だから、自分の気持ちが消えちゃわないうちに、わーって最初に言いたいこと全部ぶちまけちゃうんだよ。早くしないと大輔が一番怒ってる理由とか、分かってほしいこととか、全部全部潰れちゃうんだ。だから、言いたいこととか、全然支離滅裂になっちゃうんだよ。訳の分かんないものに押しつぶされた後は、もう大輔諦めちゃうんだよ。もうどうでもいいやってなっちゃって、なんでもかんでも許しちゃうし、忘れちゃうし、もうそこに大輔の言いたいことって残って無いんだよ!」
「でもあいつどっか行っちまったじゃねーか、もうオレと話したくないんだろ!オレともう二度と話したくないって!」
「違うよ!最後まで自分の気持ちに一生懸命になれないのが、大輔が一番嫌がってることなんだよ!太一とちゃんと喧嘩したいから、訳の分かんないものに押しつぶされちゃった後のことは、全部全部大輔の気持ちなんて無いから、それを太一に勘違いされたくないから逃げちゃったんだよ!タケルの時もそうだったんだよ、大輔とちゃんと仲良くなりたいって言った言葉が怖くなって、分かってくれなかったら嫌だって。でもタケルは逃げちゃった大輔追いかけて、最後までずーっと喧嘩してたから、大輔諦めて自分のやなトコ喋ったんだよ。だから友達になったんだよ。太一は大輔の友達じゃないの?」
「………あのバカ」
ブイモンは知らない。一番大好きな人をお互いに重ねている矛盾を、こともあろうに相手の方だけ残酷なほど分かってしまっている太一と大輔の大喧嘩は、もう目も当てられないほどの有様だったことなんて、知らない。でも、大輔の言葉はブイモンには、訳の分からないものに押しつぶされる前に、何とか絞り出した言葉が全てだろうと断言できる。
「二度と太一さんって呼ばないから、お兄ちゃんって思わないから、太一のことサッカー部の先輩だって思うから、嫌いにならないでって。
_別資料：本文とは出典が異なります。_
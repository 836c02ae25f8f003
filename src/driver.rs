//! Top-level sequencing of the experiment matrix.
//!
//! For each distribution (uniform, then Zipfian):
//! 1. an unverified warm-up pass over one trivial variant, not reported;
//! 2. a verified pass over every configured threshold variant, one table each.
//!
//! The warm-up pass is announced by `# running a dry run` and the verified
//! pass by `# start counting benchmark performances`. Each pass ends with the
//! `# ignore = <sink>` line. One seeded generator
//! feeds the whole run, so a configuration reproduces the same workloads.

use std::io::Write;
use std::time::Instant;

use tracing::{debug, info};

use crate::adapter::{default_registry, TunableVariant};
use crate::config::ExperimentConfig;
use crate::error::Result;
use crate::probe::MemoryProbe;
use crate::report::{self, ReportRow, VariantReport};
use crate::trial::{Candidate, Cell, TrialRunner, VerificationMode};
use crate::workload::{Distribution, WorkloadGenerator};

const DRY_RUN: &str = "running a dry run";
const START_COUNTING: &str = "start counting benchmark performances";

/// Owns the configuration, the candidate registry and the optional probe.
pub struct ExperimentDriver {
    config: ExperimentConfig,
    registry: Vec<Box<dyn Candidate>>,
    probe: Option<MemoryProbe>,
}

impl ExperimentDriver {
    /// Driver over the default registry. Fails if the configuration is invalid.
    pub fn new(config: ExperimentConfig, probe: Option<MemoryProbe>) -> Result<Self> {
        Self::with_registry(config, default_registry(), probe)
    }

    /// Driver over a custom registry, measured in the given order.
    pub fn with_registry(
        config: ExperimentConfig,
        registry: Vec<Box<dyn Candidate>>,
        probe: Option<MemoryProbe>,
    ) -> Result<Self> {
        config.validate()?;
        Ok(Self {
            config,
            registry,
            probe,
        })
    }

    /// Run every phase, writing the report to `out`.
    ///
    /// Returns the verified sections in output order. A correctness defect
    /// aborts the run with the sections already written left in `out`.
    pub fn run(&self, out: &mut impl Write) -> Result<Vec<VariantReport>> {
        let probed = self.probe.is_some();
        let densities = self.config.densities();
        let mut generator = WorkloadGenerator::new(
            self.config.universe,
            self.config.seed,
            self.config.zipf_exponent,
        )?;

        report::write_header(out, &self.config, probed)?;

        let mut reports = Vec::new();
        for distribution in Distribution::ALL {
            let started = Instant::now();
            info!(%distribution, "warm-up pass");
            report::write_marker(out, DRY_RUN)?;
            let warmup = self.config.warmup_variant();
            let sink = self.pass(
                &mut generator,
                distribution,
                std::slice::from_ref(&warmup),
                &densities,
                VerificationMode::Unverified,
                |_| Ok(()),
            )?;
            report::write_sink(out, sink)?;

            info!(%distribution, variants = self.config.thresholds.len(), "verified pass");
            report::write_marker(out, START_COUNTING)?;
            let variants = self.config.variants();
            let sink = self.pass(
                &mut generator,
                distribution,
                &variants,
                &densities,
                VerificationMode::Verified,
                |section| {
                    report::write_section(&mut *out, &section, probed)?;
                    reports.push(section);
                    Ok(())
                },
            )?;
            report::write_sink(out, sink)?;
            out.flush()?;
            info!(%distribution, elapsed = ?started.elapsed(), "distribution done");
        }
        Ok(reports)
    }

    /// Run one pass and hand each finished variant section to `emit`. Returns the sink value.
    fn pass(
        &self,
        generator: &mut WorkloadGenerator,
        distribution: Distribution,
        variants: &[TunableVariant],
        densities: &[f64],
        mode: VerificationMode,
        mut emit: impl FnMut(VariantReport) -> Result<()>,
    ) -> Result<u64> {
        let mut runner = TrialRunner::new(
            &self.registry,
            self.config.repetitions,
            mode,
            self.probe.as_ref(),
        );
        for variant in variants {
            let mut rows = Vec::with_capacity(densities.len());
            for &density in densities {
                let cell = Cell {
                    distribution,
                    variant,
                    density,
                };
                let metrics = runner.run_cell(generator, cell)?;
                debug!(%cell, "cell done");
                rows.push(ReportRow {
                    density,
                    summaries: metrics.summarize(self.config.universe, density),
                });
            }
            emit(VariantReport {
                distribution,
                variant: variant.name().to_string(),
                rows,
            })?;
        }
        Ok(runner.sink().value())
    }
}
//! Apply path: serialize a resource and hand it to an external `kubectl`
//! with flags derived from the cluster connection.

#![forbid(unsafe_code)]

pub mod credentials;
pub use credentials::{materialize_tls, MaterializeOptions, TlsFiles};

use std::process::Stdio;

use caravel_core::{Connection, Resource};
use metrics::counter;
use thiserror::Error;
use tokio::io::AsyncWriteExt;
use tokio::process::Command;
use tracing::info;

#[derive(Debug, Error)]
pub enum ApplyError {
    /// The connection holds in-memory credential material no flag can
    /// reference; materialize it to files first.
    #[error("cannot derive kubectl flags: {0}")]
    Flags(String),

    #[error("serializing resource for apply")]
    Encode(#[source] serde_json::Error),

    #[error("running kubectl")]
    Subprocess(#[from] std::io::Error),

    /// kubectl exited non-zero; `diagnostic` is its stderr, verbatim.
    #[error("failed to apply '{name}': {diagnostic}")]
    Kubectl { name: String, diagnostic: String },

    #[error("failed to apply '{name}': unreadable kubectl output")]
    Decode {
        name: String,
        #[source]
        source: serde_json::Error,
    },
}

/// kubectl flags equivalent to the given connection.
///
/// Only file-backed TLS material can be referenced; in-memory bytes are a
/// hard error so a missing [`materialize_tls`] call fails loudly instead of
/// silently skipping verification.
pub fn kubectl_flags(conn: &Connection) -> Result<Vec<String>, ApplyError> {
    let mut flags = vec!["--server".to_string(), conn.server.clone()];
    if conn.insecure {
        flags.push("--insecure-skip-tls-verify=true".to_string());
    }
    if let Some(path) = &conn.ca_file {
        flags.push("--certificate-authority".to_string());
        flags.push(path.display().to_string());
    } else if conn.ca_data.is_some() {
        return Err(ApplyError::Flags("in-memory CA material".to_string()));
    }
    if let Some(path) = &conn.client_cert_file {
        flags.push("--client-certificate".to_string());
        flags.push(path.display().to_string());
    } else if conn.client_cert_data.is_some() {
        return Err(ApplyError::Flags("in-memory client certificate".to_string()));
    }
    if let Some(path) = &conn.client_key_file {
        flags.push("--client-key".to_string());
        flags.push(path.display().to_string());
    } else if conn.client_key_data.is_some() {
        return Err(ApplyError::Flags("in-memory client key".to_string()));
    }
    if let Some(username) = &conn.username {
        flags.push("--username".to_string());
        flags.push(username.clone());
    }
    if let Some(password) = &conn.password {
        flags.push("--password".to_string());
        flags.push(password.clone());
    }
    if let Some(token) = &conn.bearer_token {
        flags.push("--token".to_string());
        flags.push(token.clone());
    }
    Ok(flags)
}

/// Apply one resource in `namespace` and return the live object kubectl
/// prints back. A non-zero exit surfaces the tool's stderr verbatim.
pub async fn apply_resource(
    conn: &Connection,
    resource: &Resource,
    namespace: &str,
) -> Result<Resource, ApplyError> {
    info!(
        kind = %resource.kind(),
        name = %resource.name(),
        server = %conn.server,
        ns = %namespace,
        "applying resource"
    );
    counter!("caravel_apply_attempts", 1u64);

    let mut args = kubectl_flags(conn)?;
    args.extend(
        ["-n", namespace, "apply", "-o", "json", "-f", "-"]
            .iter()
            .map(|s| s.to_string()),
    );
    let payload = serde_json::to_vec(&resource.0).map_err(ApplyError::Encode)?;

    let mut child = Command::new("kubectl")
        .args(&args)
        .stdin(Stdio::piped())
        .stdout(Stdio::piped())
        .stderr(Stdio::piped())
        .spawn()?;
    if let Some(mut stdin) = child.stdin.take() {
        stdin.write_all(&payload).await?;
    }
    let output = child.wait_with_output().await?;

    if !output.status.success() {
        counter!("caravel_apply_errors", 1u64);
        return Err(ApplyError::Kubectl {
            name: resource.name().to_string(),
            diagnostic: String::from_utf8_lossy(&output.stderr).trim().to_string(),
        });
    }
    let live = serde_json::from_slice(&output.stdout).map_err(|e| ApplyError::Decode {
        name: resource.name().to_string(),
        source: e,
    })?;
    counter!("caravel_apply_ok", 1u64);
    Ok(Resource(live))
}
大好きでいさせてって。オレにはそう聞こえたよ、太一。大輔にとっては、もう時間が無かったから、嫌いにならないでくれって言えなかったんだ。いこう、太一。喧嘩したらゴメンナサイして終わりなんでしょ?」
「ホントにそう思ってんのか?大輔」
「絶対そうだよ。だってオレ、大輔のパートナーデジモンなんだ。分からないことなんてない!」
「……オレは分かんねえよ、大輔のこと」
「なんだよそれ!オレよりずーっとずっと大輔と一緒にいて、オレの知らない大輔のこと沢山知ってるくせに、なに贅沢なこと言ってんだよ、太一!オレだってまだまだ大輔のこと分かんないよ。でも、だからって謝らない理由にはなんないだろ!太一は大輔のこと、嫌いなのか?仲直りしなくてもいいのか?それだけだろ?なにいろいろ考えてんの?人間の方が分かんないよ」
「うっせー、まだ数週間しかたってねえのに、知ったような口聞くんじゃねーよ!オレ達にはオレ達なりの喧嘩ってやつがあるんだよ!大輔、何処だよ、ブイモン。パートナーデジモンならそれくらい分かるだろ?」
案内しろよ、今すぐ!とせかす太一がそこにいた。言われなくっても案内するよ!とブイモンは叫ぶ。
その時である。
突然、ブイモンの身体が輝きだす。あれ?あれ?なんで?大輔も大輔のデジヴァイスもここに無いのに?あれ?混乱しているのはブイモンも太一も同じである。太一のデジヴァイスには反応はない。光がとかれた時、そこには間抜け面をしたエクスブイモンがそこにいた。
「なんでいきなり進化してんだよ、ブイモン!」
「オレに聞くなよー、知らないよ!でもこれならすぐに大輔が探せるんだ!どうでもいいだろ、早く乗って!きっとオレの気持ちが届いたんだ!」
「お、おう!」
訳の分からないまま、勢いに流されて太一もエクスブイモンもそのまま、大輔を探しに出かけてしまう。このデジタルワールドにおける冒険において、ブイモンが大輔不在にも関わらず、デジヴァイスを離れているにも関わらず、進化することができたのは、この一度だけであったことを記しておくとしよう。
これはブイモンが古代種だから起きたことだ。ブイモンが大輔から片時も離れまいと必死だったことも。共にいられない危機が迫った時、規則的な古代種への進化の条件が整っていたにも関わらず、現代種に進化してまで、その危機を回避しようとする防衛本能が働いたことも。
たとえ本人が忘れているとしても、本能は覚えているのである。今回の進化は古代種が古代種たる特徴が無自覚のうちに現れ始めた兆候だった。少しでも早く、少しでも早く、大輔と会うために。黒いドラゴンは白い翼を広げて空を舞った。